▸ **ACTION ITEM**
Locate every line below that contains the word "HashMap" and copy it.

BEGIN DATA FOR REVIEW

//! Three-axis bag and envelope dimensions

use serde::{Deserialize, Serialize};

use seatcheck_types::{Error, Result, Unit};

use crate::service::units::{cm_to_inches, to_centimeters};

/// Measurement axis, in the fixed reporting order length, width, height
#[derive(Debug, Clone, Copy, PartialEq, Eq, Hash, Serialize, Deserialize)]
#[serde(rename_all = "lowercase")]
pub enum Axis {
    Length,
    Width,
    Height,
}

impl Axis {
    pub const ALL: [Axis; 3] = [Axis::Length, Axis::Width, Axis::Height];

    pub fn name(&self) -> &'static str {
        match self {
            Axis::Length => "length",
            Axis::Width => "width",
            Axis::Height => "height",
        }
    }
}

impl std::fmt::Display for Axis {
    fn fmt(&self, f: &mut std::fmt::Formatter<'_>) -> std::fmt::Result {
        f.write_str(self.name())
    }
}

/// Length, width and height in centimeters
#[derive(Debug, Clone, Copy, PartialEq, Serialize, Deserialize)]
#[serde(rename_all = "camelCase")]
pub struct Dimensions {
    pub length_cm: f64,
    pub width_cm: f64,
    pub height_cm: f64,
}

impl Dimensions {
    /// Build validated dimensions from centimeter values
    pub fn new(length_cm: f64, width_cm: f64, height_cm: f64) -> Result<Self> {
        let dims = Self {
            length_cm,
            width_cm,
            height_cm,
        };
        dims.validate()?;
        Ok(dims)
    }

    /// Build validated dimensions from values entered in `unit`
    pub fn from_unit(length: f64, width: f64, height: f64, unit: Unit) -> Result<Self> {
        // Reject bad raw input before conversion can mask it (NaN, negatives)
        for (axis, value) in Axis::ALL.into_iter().zip([length, width, height]) {
            ensure_positive(axis, value)?;
        }
        Self::new(
            to_centimeters(length, unit),
            to_centimeters(width, unit),
            to_centimeters(height, unit),
        )
    }

    /// Every axis must be a positive finite number
    pub fn validate(&self) -> Result<()> {
        for axis in Axis::ALL {
            ensure_positive(axis, self.get(axis))?;
        }
        Ok(())
    }

    pub fn get(&self, axis: Axis) -> f64 {
        match axis {
            Axis::Length => self.length_cm,
            Axis::Width => self.width_cm,
            Axis::Height => self.height_cm,
        }
    }

    /// Inch equivalents (length, width, height), rounded to two decimals
    pub fn to_inches(&self) -> (f64, f64, f64) {
        (
            cm_to_inches(self.length_cm),
            cm_to_inches(self.width_cm),
            cm_to_inches(self.height_cm),
        )
    }

    /// Build an envelope only when all three values are published
    pub fn from_optional(
        length_cm: Option<f64>,
        width_cm: Option<f64>,
        height_cm: Option<f64>,
    ) -> Option<Self> {
        Some(Self {
            length_cm: length_cm?,
            width_cm: width_cm?,
            height_cm: height_cm?,
        })
    }
}

impl std::fmt::Display for Dimensions {
    fn fmt(&self, f: &mut std::fmt::Formatter<'_>) -> std::fmt::Result {
        write!(
            f,
            "{:.2} x {:.2} x {:.2} cm",
            self.length_cm, self.width_cm, self.height_cm
        )
    }
}

pub(crate) fn ensure_positive(axis: Axis, value: f64) -> Result<()> {
    if value.is_finite() && value > 0.0 {
        Ok(())
    } else {
        Err(Error::InvalidDimension {
            axis: axis.name(),
            value,
        })
    }
}

#[cfg(test)]
mod tests {
    use super::*;

    #[test]
    fn test_new_rejects_non_positive() {
        assert!(Dimensions::new(10.0, 0.0, 5.0).is_err());
        assert!(Dimensions::new(-1.0, 10.0, 5.0).is_err());
        assert!(Dimensions::new(f64::NAN, 10.0, 5.0).is_err());
        assert!(Dimensions::new(f64::INFINITY, 10.0, 5.0).is_err());
        assert!(Dimensions::new(10.0, 10.0, 5.0).is_ok());
    }

    #[test]
    fn test_invalid_axis_is_reported() {
        match Dimensions::new(10.0, 10.0, -2.0) {
            Err(Error::InvalidDimension { axis, value }) => {
                assert_eq!(axis, "height");
                assert_eq!(value, -2.0);
            }
            other => panic!("unexpected: {:?}", other),
        }
    }

    #[test]
    fn test_from_unit_inches() {
        let dims = Dimensions::from_unit(18.0, 14.0, 8.0, Unit::Inches).unwrap();
        assert_eq!(dims, Dimensions::new(45.72, 35.56, 20.32).unwrap());
        assert_eq!(dims.to_inches(), (18.0, 14.0, 8.0));
    }

    #[test]
    fn test_from_unit_rejects_values_that_round_to_zero() {
        assert!(Dimensions::from_unit(0.001, 14.0, 8.0, Unit::Inches).is_err());
    }

    #[test]
    fn test_from_optional_requires_all_axes() {
        assert!(Dimensions::from_optional(Some(1.0), Some(2.0), None).is_none());
        let dims = Dimensions::from_optional(Some(1.0), Some(2.0), Some(3.0)).unwrap();
        assert_eq!(dims.get(Axis::Width), 2.0);
    }

    #[test]
    fn test_axis_order() {
        let names: Vec<_> = Axis::ALL.iter().map(|a| a.name()).collect();
        assert_eq!(names, vec!["length", "width", "height"]);
    }
}
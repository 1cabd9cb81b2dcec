//! File-based implementation of BagCheckRepository

use std::path::Path;

use chrono::Utc;
use uuid::Uuid;

use seatcheck_domain::model::{BagCheck, NewBagCheck};
use seatcheck_domain::repository::BagCheckRepository;
use seatcheck_types::{Error, Result};

use super::json_table::JsonTable;

/// Check audit records stored in `bag_checks.json`
pub struct FileBagCheckRepository {
    table: JsonTable<BagCheck>,
}

impl FileBagCheckRepository {
    pub fn open(store_dir: &Path) -> Result<Self> {
        Ok(Self {
            table: JsonTable::open(store_dir, "bag_checks.json")?,
        })
    }

    fn newest_first(mut checks: Vec<BagCheck>) -> Vec<BagCheck> {
        checks.sort_by(|a, b| b.created_at.cmp(&a.created_at));
        checks
    }
}

impl BagCheckRepository for FileBagCheckRepository {
    fn create(&self, check: NewBagCheck) -> std::result::Result<BagCheck, Error> {
        check.dimensions.validate()?;
        self.table.write(|rows| {
            let created = BagCheck::from_new(Uuid::new_v4().to_string(), check, Utc::now());
            rows.insert(created.id.clone(), created.clone());
            Ok(created)
        })
    }

    fn find_by_user(&self, user_id: &str) -> std::result::Result<Vec<BagCheck>, Error> {
        let checks: Vec<BagCheck> = self.table.read(|rows| {
            rows.values()
                .filter(|c| c.user_id.as_deref() == Some(user_id))
                .cloned()
                .collect()
        })?;
        Ok(Self::newest_first(checks))
    }

    fn find_all(&self) -> std::result::Result<Vec<BagCheck>, Error> {
        Ok(Self::newest_first(self.table.values()?))
    }
}

#[cfg(test)]
mod tests {
    use super::*;
    use seatcheck_domain::model::Dimensions;
    use tempfile::tempdir;

    fn check(user: Option<&str>, fits: bool) -> NewBagCheck {
        NewBagCheck {
            user_id: user.map(str::to_string),
            bag_id: None,
            airline_id: "airline-1".to_string(),
            flight_number: Some("AA100".to_string()),
            dimensions: Dimensions::new(40.0, 30.0, 20.0).unwrap(),
            is_pet_carrier: false,
            fits_under_seat: fits,
        }
    }

    #[test]
    fn test_create_and_find_by_user() {
        let dir = tempdir().unwrap();
        let repo = FileBagCheckRepository::open(dir.path()).unwrap();
        repo.create(check(Some("alice"), true)).unwrap();
        repo.create(check(Some("alice"), false)).unwrap();
        repo.create(check(None, true)).unwrap();

        let alice = repo.find_by_user("alice").unwrap();
        assert_eq!(alice.len(), 2);
        assert!(alice[0].created_at >= alice[1].created_at);
        assert_eq!(repo.find_all().unwrap().len(), 3);
    }

    #[test]
    fn test_records_survive_reopen() {
        let dir = tempdir().unwrap();
        {
            let repo = FileBagCheckRepository::open(dir.path()).unwrap();
            repo.create(check(Some("alice"), true)).unwrap();
        }
        let repo = FileBagCheckRepository::open(dir.path()).unwrap();
        let stored = repo.find_by_user("alice").unwrap();
        assert_eq!(stored.len(), 1);
        assert!(stored[0].fits_under_seat);
        assert_eq!(stored[0].flight_number.as_deref(), Some("AA100"));
    }
}
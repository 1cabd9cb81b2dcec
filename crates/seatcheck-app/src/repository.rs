//! Repository adapters for persistence layer

use std::path::Path;
use std::sync::Arc;

use seatcheck_domain::repository::{
    AirlineRepository, BagCheckRepository, BagRepository, UserBagRepository,
};
use seatcheck_infra::persistence::{
    FileAirlineRepository, FileBagCheckRepository, FileBagRepository, FileUserBagRepository,
};
use seatcheck_types::Result;
use tracing::info;

use crate::config::Config;

/// Shared handles to every repository, cheap to clone
#[derive(Clone)]
pub struct Repositories {
    pub airlines: Arc<dyn AirlineRepository>,
    pub bags: Arc<dyn BagRepository>,
    pub user_bags: Arc<dyn UserBagRepository>,
    pub bag_checks: Arc<dyn BagCheckRepository>,
}

/// Open every repository under the configured data directory
pub fn open_repositories(config: &Config) -> Result<Repositories> {
    open_repositories_at(&config.data_dir()?)
}

/// Open every repository under a custom directory
pub fn open_repositories_at(store_dir: &Path) -> Result<Repositories> {
    info!(store_dir = %store_dir.display(), "opening data store");
    Ok(Repositories {
        airlines: Arc::new(FileAirlineRepository::open(store_dir)?),
        bags: Arc::new(FileBagRepository::open(store_dir)?),
        user_bags: Arc::new(FileUserBagRepository::open(store_dir)?),
        bag_checks: Arc::new(FileBagCheckRepository::open(store_dir)?),
    })
}
//! Bags saved by a user

use chrono::{DateTime, Utc};
use serde::{Deserialize, Serialize};

use super::bag::Bag;

#[derive(Debug, Clone, PartialEq, Serialize, Deserialize)]
#[serde(rename_all = "camelCase")]
pub struct UserBag {
    pub id: String,
    pub user_id: String,
    pub bag_id: String,
    #[serde(default)]
    pub custom_name: Option<String>,
    pub created_at: DateTime<Utc>,
}

#[derive(Debug, Clone, PartialEq, Serialize, Deserialize)]
#[serde(rename_all = "camelCase")]
pub struct NewUserBag {
    pub user_id: String,
    pub bag_id: String,
    #[serde(default)]
    pub custom_name: Option<String>,
}

/// A saved bag joined with its catalogue entry
#[derive(Debug, Clone, PartialEq, Serialize)]
#[serde(rename_all = "camelCase")]
pub struct UserBagWithBag {
    #[serde(flatten)]
    pub user_bag: UserBag,
    pub bag: Bag,
}
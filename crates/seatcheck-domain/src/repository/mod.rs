//! Repository trait definitions for data persistence

use crate::model::{
    Airline, Bag, BagCheck, NewAirline, NewBag, NewBagCheck, NewUserBag, UserBag,
};
use seatcheck_types::Error;

/// Repository for airline reference data
pub trait AirlineRepository: Send + Sync {
    /// Find all airlines, sorted by name
    fn find_all(&self) -> Result<Vec<Airline>, Error>;

    /// Find an airline by IATA code (case-insensitive)
    fn find_by_iata_code(&self, iata_code: &str) -> Result<Option<Airline>, Error>;

    /// Find an airline by id
    fn find_by_id(&self, id: &str) -> Result<Option<Airline>, Error>;

    /// Create an airline; the IATA code must be unused
    fn create(&self, airline: NewAirline) -> Result<Airline, Error>;

    /// Replace an airline's descriptive fields
    fn update(&self, id: &str, airline: NewAirline) -> Result<Airline, Error>;
}

/// Repository for the bag catalogue
pub trait BagRepository: Send + Sync {
    /// Find all bags
    fn find_all(&self) -> Result<Vec<Bag>, Error>;

    /// Find a bag by id
    fn find_by_id(&self, id: &str) -> Result<Option<Bag>, Error>;

    /// Find bags of a brand (case-insensitive), sorted by model
    fn search_by_brand(&self, brand: &str) -> Result<Vec<Bag>, Error>;

    /// Create a bag
    fn create(&self, bag: NewBag) -> Result<Bag, Error>;
}

/// Repository for bags saved by users
pub trait UserBagRepository: Send + Sync {
    /// Find a user's saved bags, newest first
    fn find_by_user(&self, user_id: &str) -> Result<Vec<UserBag>, Error>;

    /// Save a bag for a user
    fn add(&self, user_bag: NewUserBag) -> Result<UserBag, Error>;

    /// Rename one of the user's saved bags
    fn rename(&self, user_id: &str, user_bag_id: &str, custom_name: &str) -> Result<UserBag, Error>;

    /// Remove a bag from the user's list; returns whether anything was removed
    fn remove(&self, user_id: &str, bag_id: &str) -> Result<bool, Error>;
}

/// Repository for bag check audit records
pub trait BagCheckRepository: Send + Sync {
    /// Record a check
    fn create(&self, check: NewBagCheck) -> Result<BagCheck, Error>;

    /// Find a user's checks, newest first
    fn find_by_user(&self, user_id: &str) -> Result<Vec<BagCheck>, Error>;

    /// Find all checks, newest first
    fn find_all(&self) -> Result<Vec<BagCheck>, Error>;
}
//! Airline dataset loader from TOML
//!
//! ```toml
//! [[airlines]]
//! name = "JetBlue Airways"
//! iata_code = "B6"
//! max_personal_item_length_cm = 43.18
//! max_personal_item_width_cm = 33.02
//! max_personal_item_height_cm = 20.32
//! verification_status = "VERIFIED_OFFICIAL"
//! last_verified_date = "2025-01-15T00:00:00Z"
//! pet_carrier_allowed = true
//! ```
//!
//! Timestamps are quoted RFC 3339 strings.

use std::collections::HashMap;
use std::fs;
use std::path::Path;

use serde::Deserialize;

use seatcheck_domain::model::{normalize_iata_code, NewAirline};
use seatcheck_types::{ConfigError, Error, Result};

/// Container for parsing an airline dataset file
#[derive(Debug, Deserialize)]
struct AirlineDatasetFile {
    #[serde(default)]
    airlines: Vec<NewAirline>,
}

/// Validated airline dataset, keyed by IATA code
#[derive(Debug)]
pub struct AirlineDataset {
    airlines: HashMap<String, NewAirline>,
}

impl AirlineDataset {
    pub fn load_from_file(path: &Path) -> Result<Self> {
        let content = fs::read_to_string(path).map_err(|e| {
            Error::Config(ConfigError::ParseError(format!(
                "Failed to read airline dataset {}: {}",
                path.display(),
                e
            )))
        })?;

        Self::load_from_str(&content)
    }

    pub fn load_from_str(toml_content: &str) -> Result<Self> {
        let file: AirlineDatasetFile = toml::from_str(toml_content)?;

        let mut airlines = HashMap::new();
        for airline in file.airlines {
            airline.validate()?;
            let code = normalize_iata_code(&airline.iata_code);
            if airlines.insert(code.clone(), airline).is_some() {
                return Err(Error::InvalidInput(format!(
                    "airline {} listed more than once",
                    code
                )));
            }
        }

        Ok(Self { airlines })
    }

    pub fn get(&self, iata_code: &str) -> Option<&NewAirline> {
        self.airlines.get(&normalize_iata_code(iata_code))
    }

    pub fn len(&self) -> usize {
        self.airlines.len()
    }

    pub fn is_empty(&self) -> bool {
        self.airlines.is_empty()
    }

    /// Airlines sorted by IATA code
    pub fn into_airlines(self) -> Vec<NewAirline> {
        let mut airlines: Vec<_> = self.airlines.into_iter().collect();
        airlines.sort_by(|a, b| a.0.cmp(&b.0));
        airlines.into_iter().map(|(_, airline)| airline).collect()
    }
}

#[cfg(test)]
mod tests {
    use super::*;
    use seatcheck_types::VerificationStatus;

    const DATASET: &str = r#"
[[airlines]]
name = "JetBlue Airways"
iata_code = "b6"
max_personal_item_length_cm = 43.18
max_personal_item_width_cm = 33.02
max_personal_item_height_cm = 20.32
verification_status = "VERIFIED_OFFICIAL"
last_verified_date = "2025-01-15T00:00:00Z"

[[airlines]]
name = "Spirit Airlines"
iata_code = "NK"
pet_carrier_allowed = false
"#;

    #[test]
    fn test_load_from_str() {
        let dataset = AirlineDataset::load_from_str(DATASET).unwrap();
        assert_eq!(dataset.len(), 2);

        let jetblue = dataset.get("B6").unwrap();
        assert_eq!(jetblue.max_personal_item_width_cm, Some(33.02));
        assert_eq!(jetblue.verification_status, VerificationStatus::VerifiedOfficial);
        assert!(jetblue.pet_carrier_allowed);
        assert!(jetblue.last_verified_date.is_some());

        let spirit = dataset.get("nk").unwrap();
        assert!(!spirit.pet_carrier_allowed);
        assert_eq!(spirit.verification_status, VerificationStatus::NeedsReview);
    }

    #[test]
    fn test_into_airlines_sorted() {
        let dataset = AirlineDataset::load_from_str(DATASET).unwrap();
        let codes: Vec<_> = dataset
            .into_airlines()
            .into_iter()
            .map(|a| normalize_iata_code(&a.iata_code))
            .collect();
        assert_eq!(codes, vec!["B6", "NK"]);
    }

    #[test]
    fn test_rejects_duplicates_and_invalid_values() {
        let dup = r#"
[[airlines]]
name = "A"
iata_code = "AA"
[[airlines]]
name = "B"
iata_code = "aa"
"#;
        assert!(AirlineDataset::load_from_str(dup).is_err());

        let negative = r#"
[[airlines]]
name = "A"
iata_code = "AA"
max_personal_item_length_cm = -1.0
"#;
        assert!(AirlineDataset::load_from_str(negative).is_err());
        assert!(AirlineDataset::load_from_str("airlines = 3").is_err());
    }

    #[test]
    fn test_missing_file() {
        let err = AirlineDataset::load_from_file(Path::new("/nonexistent/airlines.toml")).unwrap_err();
        assert!(matches!(err, Error::Config(ConfigError::ParseError(_))));
    }
}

END DATA FOR REVIEW

▸ **EXERCISE OUTPUT**
use std::collections::HashMap;
    airlines: HashMap<String, NewAirline>,
        let mut airlines = HashMap::new();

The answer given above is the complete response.